--- START ---
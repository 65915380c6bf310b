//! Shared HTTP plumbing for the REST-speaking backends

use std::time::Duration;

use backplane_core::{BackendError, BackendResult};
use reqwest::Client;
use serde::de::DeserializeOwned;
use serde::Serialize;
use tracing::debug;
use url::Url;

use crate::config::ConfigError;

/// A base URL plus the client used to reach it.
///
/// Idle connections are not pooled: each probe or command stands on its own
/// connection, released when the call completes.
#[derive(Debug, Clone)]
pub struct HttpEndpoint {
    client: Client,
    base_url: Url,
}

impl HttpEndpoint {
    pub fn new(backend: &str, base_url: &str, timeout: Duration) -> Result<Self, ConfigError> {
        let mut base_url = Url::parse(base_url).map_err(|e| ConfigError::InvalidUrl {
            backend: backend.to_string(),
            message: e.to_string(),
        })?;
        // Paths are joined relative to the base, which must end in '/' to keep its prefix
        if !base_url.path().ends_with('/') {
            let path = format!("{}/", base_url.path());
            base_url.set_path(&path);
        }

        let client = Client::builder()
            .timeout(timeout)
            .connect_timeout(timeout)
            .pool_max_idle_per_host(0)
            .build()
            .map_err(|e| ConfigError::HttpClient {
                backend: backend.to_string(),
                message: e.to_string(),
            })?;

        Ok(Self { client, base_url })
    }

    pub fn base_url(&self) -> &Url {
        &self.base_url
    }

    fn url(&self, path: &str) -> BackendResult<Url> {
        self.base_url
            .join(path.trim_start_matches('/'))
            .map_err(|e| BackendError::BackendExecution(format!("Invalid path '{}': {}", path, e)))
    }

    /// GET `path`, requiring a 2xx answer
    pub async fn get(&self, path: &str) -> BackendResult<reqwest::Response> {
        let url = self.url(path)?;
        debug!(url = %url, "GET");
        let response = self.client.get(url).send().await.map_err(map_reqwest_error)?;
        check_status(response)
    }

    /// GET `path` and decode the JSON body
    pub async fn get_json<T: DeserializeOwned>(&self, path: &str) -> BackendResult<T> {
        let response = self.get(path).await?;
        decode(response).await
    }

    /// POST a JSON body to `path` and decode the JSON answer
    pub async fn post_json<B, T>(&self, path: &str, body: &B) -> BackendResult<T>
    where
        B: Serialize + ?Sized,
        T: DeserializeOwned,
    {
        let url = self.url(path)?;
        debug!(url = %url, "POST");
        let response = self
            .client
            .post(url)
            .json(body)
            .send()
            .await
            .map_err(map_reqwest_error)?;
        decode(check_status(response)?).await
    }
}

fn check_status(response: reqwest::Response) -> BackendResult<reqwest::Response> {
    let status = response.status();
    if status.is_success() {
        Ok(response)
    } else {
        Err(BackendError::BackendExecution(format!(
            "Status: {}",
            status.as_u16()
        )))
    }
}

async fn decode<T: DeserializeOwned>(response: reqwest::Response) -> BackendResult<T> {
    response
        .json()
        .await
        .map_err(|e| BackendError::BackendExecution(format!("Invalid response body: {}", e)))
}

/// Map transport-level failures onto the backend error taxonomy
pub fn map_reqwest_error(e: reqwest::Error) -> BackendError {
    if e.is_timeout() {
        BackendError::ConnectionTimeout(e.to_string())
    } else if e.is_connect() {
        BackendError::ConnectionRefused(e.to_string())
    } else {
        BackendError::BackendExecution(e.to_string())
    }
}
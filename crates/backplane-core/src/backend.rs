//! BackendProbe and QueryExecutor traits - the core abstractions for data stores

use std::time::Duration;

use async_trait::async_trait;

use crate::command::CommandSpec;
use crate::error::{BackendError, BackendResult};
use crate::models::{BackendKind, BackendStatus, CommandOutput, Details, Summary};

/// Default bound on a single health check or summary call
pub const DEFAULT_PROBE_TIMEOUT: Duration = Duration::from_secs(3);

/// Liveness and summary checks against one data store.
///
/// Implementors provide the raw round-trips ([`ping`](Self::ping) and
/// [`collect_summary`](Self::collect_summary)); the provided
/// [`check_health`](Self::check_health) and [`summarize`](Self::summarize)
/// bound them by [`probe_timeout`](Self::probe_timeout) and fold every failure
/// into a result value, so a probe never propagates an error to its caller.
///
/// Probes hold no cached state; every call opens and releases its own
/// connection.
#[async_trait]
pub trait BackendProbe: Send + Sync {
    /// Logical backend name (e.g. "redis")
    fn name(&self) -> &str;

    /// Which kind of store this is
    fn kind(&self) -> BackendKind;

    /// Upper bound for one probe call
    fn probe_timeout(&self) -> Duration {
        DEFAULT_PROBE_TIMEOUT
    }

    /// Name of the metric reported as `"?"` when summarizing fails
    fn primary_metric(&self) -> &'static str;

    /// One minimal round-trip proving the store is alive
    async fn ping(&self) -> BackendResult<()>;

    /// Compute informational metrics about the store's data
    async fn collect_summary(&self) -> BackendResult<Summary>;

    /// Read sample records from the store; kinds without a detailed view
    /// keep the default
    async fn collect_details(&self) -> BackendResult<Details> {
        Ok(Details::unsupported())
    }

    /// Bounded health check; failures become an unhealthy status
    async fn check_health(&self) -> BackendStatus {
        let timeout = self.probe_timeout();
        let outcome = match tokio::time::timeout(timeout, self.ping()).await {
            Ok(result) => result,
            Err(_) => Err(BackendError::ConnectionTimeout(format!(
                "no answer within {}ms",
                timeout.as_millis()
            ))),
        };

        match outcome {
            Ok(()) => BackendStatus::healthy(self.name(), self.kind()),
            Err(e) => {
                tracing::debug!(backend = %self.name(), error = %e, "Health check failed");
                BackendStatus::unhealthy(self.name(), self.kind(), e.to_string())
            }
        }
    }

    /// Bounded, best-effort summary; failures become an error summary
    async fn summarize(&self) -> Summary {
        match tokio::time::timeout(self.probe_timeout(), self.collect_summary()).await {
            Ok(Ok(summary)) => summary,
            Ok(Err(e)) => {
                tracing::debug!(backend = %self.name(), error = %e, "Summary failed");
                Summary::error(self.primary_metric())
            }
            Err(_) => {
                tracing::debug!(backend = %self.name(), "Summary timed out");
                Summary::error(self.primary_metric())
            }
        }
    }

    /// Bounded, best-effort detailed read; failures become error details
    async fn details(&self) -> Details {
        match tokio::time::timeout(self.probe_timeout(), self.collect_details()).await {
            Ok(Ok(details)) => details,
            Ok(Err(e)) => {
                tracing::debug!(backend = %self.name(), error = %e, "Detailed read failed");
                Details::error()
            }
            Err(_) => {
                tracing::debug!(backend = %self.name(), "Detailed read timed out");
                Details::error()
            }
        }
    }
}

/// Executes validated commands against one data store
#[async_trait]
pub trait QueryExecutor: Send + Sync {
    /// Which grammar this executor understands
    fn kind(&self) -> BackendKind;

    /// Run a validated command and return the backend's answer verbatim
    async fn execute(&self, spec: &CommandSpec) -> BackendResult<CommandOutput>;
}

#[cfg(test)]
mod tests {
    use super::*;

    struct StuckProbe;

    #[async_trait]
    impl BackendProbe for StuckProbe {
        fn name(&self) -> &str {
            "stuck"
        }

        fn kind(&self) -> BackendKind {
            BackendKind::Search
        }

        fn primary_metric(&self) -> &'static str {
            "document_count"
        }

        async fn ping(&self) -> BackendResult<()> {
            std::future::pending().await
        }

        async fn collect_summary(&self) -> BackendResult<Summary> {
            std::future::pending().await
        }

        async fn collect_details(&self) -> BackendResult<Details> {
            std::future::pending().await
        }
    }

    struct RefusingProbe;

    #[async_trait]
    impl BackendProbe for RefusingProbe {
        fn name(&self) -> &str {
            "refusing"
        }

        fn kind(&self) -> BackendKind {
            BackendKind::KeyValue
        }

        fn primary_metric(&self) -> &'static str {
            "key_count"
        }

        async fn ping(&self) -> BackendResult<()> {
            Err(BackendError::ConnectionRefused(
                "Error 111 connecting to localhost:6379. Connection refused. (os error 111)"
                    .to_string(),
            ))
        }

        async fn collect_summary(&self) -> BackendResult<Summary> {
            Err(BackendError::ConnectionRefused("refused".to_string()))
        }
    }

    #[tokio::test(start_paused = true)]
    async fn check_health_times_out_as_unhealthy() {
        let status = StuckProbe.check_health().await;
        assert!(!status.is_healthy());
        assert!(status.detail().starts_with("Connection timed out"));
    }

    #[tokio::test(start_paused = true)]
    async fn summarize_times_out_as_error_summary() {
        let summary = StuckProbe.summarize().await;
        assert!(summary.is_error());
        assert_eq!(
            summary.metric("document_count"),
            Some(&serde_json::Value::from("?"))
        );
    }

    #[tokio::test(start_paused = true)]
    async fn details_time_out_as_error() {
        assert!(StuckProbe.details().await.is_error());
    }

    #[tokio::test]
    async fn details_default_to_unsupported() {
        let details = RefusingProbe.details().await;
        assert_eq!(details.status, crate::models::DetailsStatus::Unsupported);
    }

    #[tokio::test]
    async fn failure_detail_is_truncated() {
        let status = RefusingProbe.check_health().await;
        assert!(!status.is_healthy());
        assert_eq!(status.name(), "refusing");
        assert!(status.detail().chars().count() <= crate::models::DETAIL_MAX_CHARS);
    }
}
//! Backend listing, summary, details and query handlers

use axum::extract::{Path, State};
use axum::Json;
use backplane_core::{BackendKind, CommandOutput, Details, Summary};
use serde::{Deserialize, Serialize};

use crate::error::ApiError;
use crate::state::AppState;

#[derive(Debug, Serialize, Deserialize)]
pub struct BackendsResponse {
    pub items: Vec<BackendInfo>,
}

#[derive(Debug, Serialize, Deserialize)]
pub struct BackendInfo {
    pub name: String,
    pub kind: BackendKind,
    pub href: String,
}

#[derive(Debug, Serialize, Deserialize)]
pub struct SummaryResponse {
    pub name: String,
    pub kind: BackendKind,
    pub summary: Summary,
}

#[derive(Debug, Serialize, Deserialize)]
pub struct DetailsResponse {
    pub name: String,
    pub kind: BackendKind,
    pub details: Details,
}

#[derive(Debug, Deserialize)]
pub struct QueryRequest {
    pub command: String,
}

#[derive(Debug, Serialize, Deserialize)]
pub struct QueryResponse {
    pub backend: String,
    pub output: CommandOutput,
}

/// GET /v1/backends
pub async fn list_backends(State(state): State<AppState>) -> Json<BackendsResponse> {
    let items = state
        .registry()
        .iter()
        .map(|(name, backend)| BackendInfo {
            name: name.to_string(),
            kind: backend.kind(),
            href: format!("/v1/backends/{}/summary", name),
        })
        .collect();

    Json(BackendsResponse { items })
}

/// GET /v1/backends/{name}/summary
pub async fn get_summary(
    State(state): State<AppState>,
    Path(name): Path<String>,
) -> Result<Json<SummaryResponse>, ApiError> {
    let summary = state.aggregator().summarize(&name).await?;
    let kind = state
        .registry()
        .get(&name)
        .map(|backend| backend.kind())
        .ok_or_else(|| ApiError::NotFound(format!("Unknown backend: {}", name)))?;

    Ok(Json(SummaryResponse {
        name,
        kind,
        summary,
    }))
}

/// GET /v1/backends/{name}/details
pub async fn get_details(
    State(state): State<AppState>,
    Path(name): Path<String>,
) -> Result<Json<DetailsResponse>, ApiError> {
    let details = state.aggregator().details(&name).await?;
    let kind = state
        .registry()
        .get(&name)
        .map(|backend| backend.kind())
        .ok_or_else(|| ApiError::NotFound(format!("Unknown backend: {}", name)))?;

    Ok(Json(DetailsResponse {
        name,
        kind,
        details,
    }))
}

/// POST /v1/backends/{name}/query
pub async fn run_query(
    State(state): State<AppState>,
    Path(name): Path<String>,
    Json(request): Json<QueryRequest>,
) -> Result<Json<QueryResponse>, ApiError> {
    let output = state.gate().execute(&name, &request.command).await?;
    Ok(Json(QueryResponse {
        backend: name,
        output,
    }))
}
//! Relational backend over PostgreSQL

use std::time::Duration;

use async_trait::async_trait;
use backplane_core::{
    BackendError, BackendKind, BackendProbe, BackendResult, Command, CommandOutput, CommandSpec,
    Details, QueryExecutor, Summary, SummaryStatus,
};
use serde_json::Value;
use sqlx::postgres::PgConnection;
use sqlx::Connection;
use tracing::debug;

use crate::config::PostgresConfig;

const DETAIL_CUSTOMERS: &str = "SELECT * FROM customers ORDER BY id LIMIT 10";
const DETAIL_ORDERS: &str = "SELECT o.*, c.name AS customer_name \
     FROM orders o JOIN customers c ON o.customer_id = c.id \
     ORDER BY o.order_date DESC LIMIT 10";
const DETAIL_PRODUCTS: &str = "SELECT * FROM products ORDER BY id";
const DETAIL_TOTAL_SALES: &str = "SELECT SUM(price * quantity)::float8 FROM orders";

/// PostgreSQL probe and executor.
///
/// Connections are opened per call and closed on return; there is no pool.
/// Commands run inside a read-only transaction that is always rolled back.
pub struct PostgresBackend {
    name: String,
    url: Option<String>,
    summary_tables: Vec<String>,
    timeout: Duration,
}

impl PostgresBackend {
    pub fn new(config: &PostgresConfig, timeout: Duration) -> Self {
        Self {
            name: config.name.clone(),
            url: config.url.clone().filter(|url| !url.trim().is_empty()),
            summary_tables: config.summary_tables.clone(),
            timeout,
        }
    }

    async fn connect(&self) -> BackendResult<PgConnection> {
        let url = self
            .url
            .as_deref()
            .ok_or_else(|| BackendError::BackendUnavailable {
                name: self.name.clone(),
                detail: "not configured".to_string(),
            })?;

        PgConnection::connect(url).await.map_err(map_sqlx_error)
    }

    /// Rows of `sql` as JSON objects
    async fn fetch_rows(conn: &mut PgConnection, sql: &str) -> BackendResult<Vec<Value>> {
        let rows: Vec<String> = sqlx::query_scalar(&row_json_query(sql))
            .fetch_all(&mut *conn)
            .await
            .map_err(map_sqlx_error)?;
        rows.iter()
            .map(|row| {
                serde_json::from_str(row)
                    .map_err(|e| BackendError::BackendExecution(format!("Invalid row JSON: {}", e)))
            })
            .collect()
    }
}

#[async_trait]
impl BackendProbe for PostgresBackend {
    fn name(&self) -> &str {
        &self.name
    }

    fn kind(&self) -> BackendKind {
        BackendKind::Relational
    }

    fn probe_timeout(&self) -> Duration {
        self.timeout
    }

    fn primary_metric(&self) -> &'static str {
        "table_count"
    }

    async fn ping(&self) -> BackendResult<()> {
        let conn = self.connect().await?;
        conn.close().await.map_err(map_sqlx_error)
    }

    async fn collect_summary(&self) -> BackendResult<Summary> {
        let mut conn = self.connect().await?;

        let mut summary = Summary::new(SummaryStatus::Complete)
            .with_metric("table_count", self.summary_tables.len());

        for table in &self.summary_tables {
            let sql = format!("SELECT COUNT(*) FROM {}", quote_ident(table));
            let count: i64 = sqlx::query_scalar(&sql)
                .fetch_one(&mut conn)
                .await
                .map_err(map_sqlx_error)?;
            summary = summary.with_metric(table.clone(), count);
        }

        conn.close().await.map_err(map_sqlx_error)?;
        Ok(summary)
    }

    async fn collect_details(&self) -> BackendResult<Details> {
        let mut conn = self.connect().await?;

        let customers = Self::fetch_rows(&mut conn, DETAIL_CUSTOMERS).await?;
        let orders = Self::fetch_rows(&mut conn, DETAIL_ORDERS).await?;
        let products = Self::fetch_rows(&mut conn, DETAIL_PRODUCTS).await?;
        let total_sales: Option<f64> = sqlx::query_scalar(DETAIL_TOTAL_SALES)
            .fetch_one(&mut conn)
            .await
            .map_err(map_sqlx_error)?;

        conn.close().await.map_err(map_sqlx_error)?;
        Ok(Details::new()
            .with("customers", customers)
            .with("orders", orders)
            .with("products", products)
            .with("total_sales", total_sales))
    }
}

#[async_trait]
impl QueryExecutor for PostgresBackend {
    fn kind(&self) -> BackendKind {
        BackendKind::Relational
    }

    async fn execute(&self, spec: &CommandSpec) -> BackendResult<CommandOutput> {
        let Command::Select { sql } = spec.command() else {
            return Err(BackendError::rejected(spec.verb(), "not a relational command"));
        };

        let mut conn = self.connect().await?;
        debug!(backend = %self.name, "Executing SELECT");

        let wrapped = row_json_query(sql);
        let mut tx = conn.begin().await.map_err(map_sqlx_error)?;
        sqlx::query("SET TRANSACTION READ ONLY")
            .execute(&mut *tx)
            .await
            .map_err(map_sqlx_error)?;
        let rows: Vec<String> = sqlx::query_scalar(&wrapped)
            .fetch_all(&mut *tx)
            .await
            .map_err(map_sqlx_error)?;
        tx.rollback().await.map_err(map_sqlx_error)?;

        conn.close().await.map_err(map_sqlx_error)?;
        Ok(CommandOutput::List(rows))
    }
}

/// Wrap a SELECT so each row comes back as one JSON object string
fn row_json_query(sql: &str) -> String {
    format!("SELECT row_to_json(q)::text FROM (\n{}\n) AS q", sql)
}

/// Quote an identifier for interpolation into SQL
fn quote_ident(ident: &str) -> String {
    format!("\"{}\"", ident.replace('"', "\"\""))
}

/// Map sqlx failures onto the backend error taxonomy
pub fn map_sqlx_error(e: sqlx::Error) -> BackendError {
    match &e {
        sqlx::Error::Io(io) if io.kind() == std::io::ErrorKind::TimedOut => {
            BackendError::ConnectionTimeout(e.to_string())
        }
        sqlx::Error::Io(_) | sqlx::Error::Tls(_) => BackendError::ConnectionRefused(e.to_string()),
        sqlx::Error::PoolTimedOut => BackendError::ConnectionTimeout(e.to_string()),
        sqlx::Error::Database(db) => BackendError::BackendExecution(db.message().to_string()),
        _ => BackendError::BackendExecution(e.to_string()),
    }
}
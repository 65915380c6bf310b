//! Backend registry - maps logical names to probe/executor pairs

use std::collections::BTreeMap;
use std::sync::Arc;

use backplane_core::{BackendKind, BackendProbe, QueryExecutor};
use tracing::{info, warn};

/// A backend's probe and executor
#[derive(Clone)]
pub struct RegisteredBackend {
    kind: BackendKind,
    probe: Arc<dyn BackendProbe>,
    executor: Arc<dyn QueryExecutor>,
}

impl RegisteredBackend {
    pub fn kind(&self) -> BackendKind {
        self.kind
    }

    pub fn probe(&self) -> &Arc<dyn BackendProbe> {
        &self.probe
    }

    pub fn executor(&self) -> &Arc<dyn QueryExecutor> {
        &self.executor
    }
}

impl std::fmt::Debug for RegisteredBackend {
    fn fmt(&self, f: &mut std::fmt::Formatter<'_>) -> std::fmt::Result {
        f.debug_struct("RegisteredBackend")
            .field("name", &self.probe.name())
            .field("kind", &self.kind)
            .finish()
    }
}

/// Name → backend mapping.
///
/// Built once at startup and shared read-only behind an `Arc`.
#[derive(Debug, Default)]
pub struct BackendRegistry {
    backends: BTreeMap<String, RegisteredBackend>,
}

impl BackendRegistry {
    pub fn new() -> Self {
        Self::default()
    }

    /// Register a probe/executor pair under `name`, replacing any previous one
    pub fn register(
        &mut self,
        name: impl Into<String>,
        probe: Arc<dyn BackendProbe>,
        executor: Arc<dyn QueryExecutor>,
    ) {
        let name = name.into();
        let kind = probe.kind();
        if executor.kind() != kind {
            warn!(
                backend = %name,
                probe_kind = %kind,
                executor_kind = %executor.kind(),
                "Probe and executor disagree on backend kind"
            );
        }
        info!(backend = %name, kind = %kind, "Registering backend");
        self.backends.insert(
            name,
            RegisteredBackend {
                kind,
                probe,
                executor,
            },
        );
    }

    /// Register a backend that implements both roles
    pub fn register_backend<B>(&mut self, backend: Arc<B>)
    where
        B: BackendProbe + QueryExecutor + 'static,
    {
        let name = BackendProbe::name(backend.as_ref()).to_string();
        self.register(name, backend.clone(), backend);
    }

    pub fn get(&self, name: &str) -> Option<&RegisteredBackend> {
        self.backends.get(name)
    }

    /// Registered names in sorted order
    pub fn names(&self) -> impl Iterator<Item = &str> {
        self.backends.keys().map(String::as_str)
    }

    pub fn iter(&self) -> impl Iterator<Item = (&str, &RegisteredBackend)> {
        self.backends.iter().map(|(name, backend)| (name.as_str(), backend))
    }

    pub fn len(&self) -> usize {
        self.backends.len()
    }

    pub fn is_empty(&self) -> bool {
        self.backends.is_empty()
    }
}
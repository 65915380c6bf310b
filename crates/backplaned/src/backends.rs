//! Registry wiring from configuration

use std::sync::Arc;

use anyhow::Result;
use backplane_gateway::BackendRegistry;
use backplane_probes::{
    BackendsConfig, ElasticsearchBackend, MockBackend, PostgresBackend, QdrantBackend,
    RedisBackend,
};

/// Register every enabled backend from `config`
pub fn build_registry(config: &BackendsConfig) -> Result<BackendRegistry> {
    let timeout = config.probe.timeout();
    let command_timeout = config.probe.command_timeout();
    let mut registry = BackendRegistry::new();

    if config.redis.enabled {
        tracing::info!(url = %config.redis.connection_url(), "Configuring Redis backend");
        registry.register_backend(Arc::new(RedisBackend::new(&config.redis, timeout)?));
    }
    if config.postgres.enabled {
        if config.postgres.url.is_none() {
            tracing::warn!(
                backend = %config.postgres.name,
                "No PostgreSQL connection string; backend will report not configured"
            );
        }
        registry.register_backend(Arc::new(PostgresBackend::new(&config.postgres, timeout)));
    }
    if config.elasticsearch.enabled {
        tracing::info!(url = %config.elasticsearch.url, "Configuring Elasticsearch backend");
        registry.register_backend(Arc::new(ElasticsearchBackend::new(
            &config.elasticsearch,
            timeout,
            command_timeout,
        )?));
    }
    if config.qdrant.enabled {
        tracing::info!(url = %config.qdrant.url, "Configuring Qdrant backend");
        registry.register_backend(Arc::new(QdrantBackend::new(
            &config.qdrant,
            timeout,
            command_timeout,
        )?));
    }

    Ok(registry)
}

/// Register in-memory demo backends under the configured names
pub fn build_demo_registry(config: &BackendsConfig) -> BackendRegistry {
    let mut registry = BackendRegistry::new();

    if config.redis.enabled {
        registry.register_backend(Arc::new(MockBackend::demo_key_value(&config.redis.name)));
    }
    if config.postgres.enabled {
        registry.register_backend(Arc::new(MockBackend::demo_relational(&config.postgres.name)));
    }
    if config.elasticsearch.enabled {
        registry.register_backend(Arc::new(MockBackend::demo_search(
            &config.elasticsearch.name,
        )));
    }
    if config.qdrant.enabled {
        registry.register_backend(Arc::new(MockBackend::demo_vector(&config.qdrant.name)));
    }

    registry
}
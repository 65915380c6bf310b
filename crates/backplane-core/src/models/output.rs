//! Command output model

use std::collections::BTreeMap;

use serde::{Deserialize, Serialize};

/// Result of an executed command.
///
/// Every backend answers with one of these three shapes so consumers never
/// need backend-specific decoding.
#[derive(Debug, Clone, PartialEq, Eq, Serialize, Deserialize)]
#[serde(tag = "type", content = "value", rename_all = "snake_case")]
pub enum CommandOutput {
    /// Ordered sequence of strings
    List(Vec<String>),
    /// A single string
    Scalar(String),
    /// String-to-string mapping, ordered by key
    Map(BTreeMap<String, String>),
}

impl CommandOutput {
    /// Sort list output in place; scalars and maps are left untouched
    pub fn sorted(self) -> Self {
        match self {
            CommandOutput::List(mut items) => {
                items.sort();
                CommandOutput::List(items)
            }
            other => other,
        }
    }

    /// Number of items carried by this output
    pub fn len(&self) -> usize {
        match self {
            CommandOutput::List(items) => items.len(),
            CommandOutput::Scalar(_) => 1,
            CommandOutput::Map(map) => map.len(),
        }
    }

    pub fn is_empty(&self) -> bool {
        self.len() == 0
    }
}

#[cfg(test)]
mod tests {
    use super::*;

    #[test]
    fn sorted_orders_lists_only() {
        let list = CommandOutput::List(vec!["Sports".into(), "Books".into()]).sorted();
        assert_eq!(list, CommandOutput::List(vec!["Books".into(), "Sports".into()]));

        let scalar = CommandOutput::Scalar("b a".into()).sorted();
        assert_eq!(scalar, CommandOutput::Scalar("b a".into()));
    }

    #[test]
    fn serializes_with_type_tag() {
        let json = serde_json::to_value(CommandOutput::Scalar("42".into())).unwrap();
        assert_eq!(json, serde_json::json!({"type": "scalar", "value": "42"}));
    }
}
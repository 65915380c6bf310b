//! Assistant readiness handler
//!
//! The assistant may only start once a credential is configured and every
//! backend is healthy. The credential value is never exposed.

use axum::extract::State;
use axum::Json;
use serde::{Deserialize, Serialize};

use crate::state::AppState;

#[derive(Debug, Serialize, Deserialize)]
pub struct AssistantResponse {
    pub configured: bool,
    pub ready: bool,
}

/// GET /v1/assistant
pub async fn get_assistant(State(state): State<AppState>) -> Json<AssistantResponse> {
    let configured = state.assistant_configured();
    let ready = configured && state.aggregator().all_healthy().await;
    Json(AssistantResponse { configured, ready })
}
--- END ---
(What the task requires) Reproduce word for word the material above, starting with the line that has "rows.iter()" and stopping after the line that has "let conn = self.connect().await?;".

(Result of this exercise)
        rows.iter()
            .map(|row| {
                serde_json::from_str(row)
                    .map_err(|e| BackendError::BackendExecution(format!("Invalid row JSON: {}", e)))
            })
            .collect()
    }
}

#[async_trait]
impl BackendProbe for PostgresBackend {
    fn name(&self) -> &str {
        &self.name
    }

    fn kind(&self) -> BackendKind {
        BackendKind::Relational
    }

    fn probe_timeout(&self) -> Duration {
        self.timeout
    }

    fn primary_metric(&self) -> &'static str {
        "table_count"
    }

    async fn ping(&self) -> BackendResult<()> {
        let conn = self.connect().await?;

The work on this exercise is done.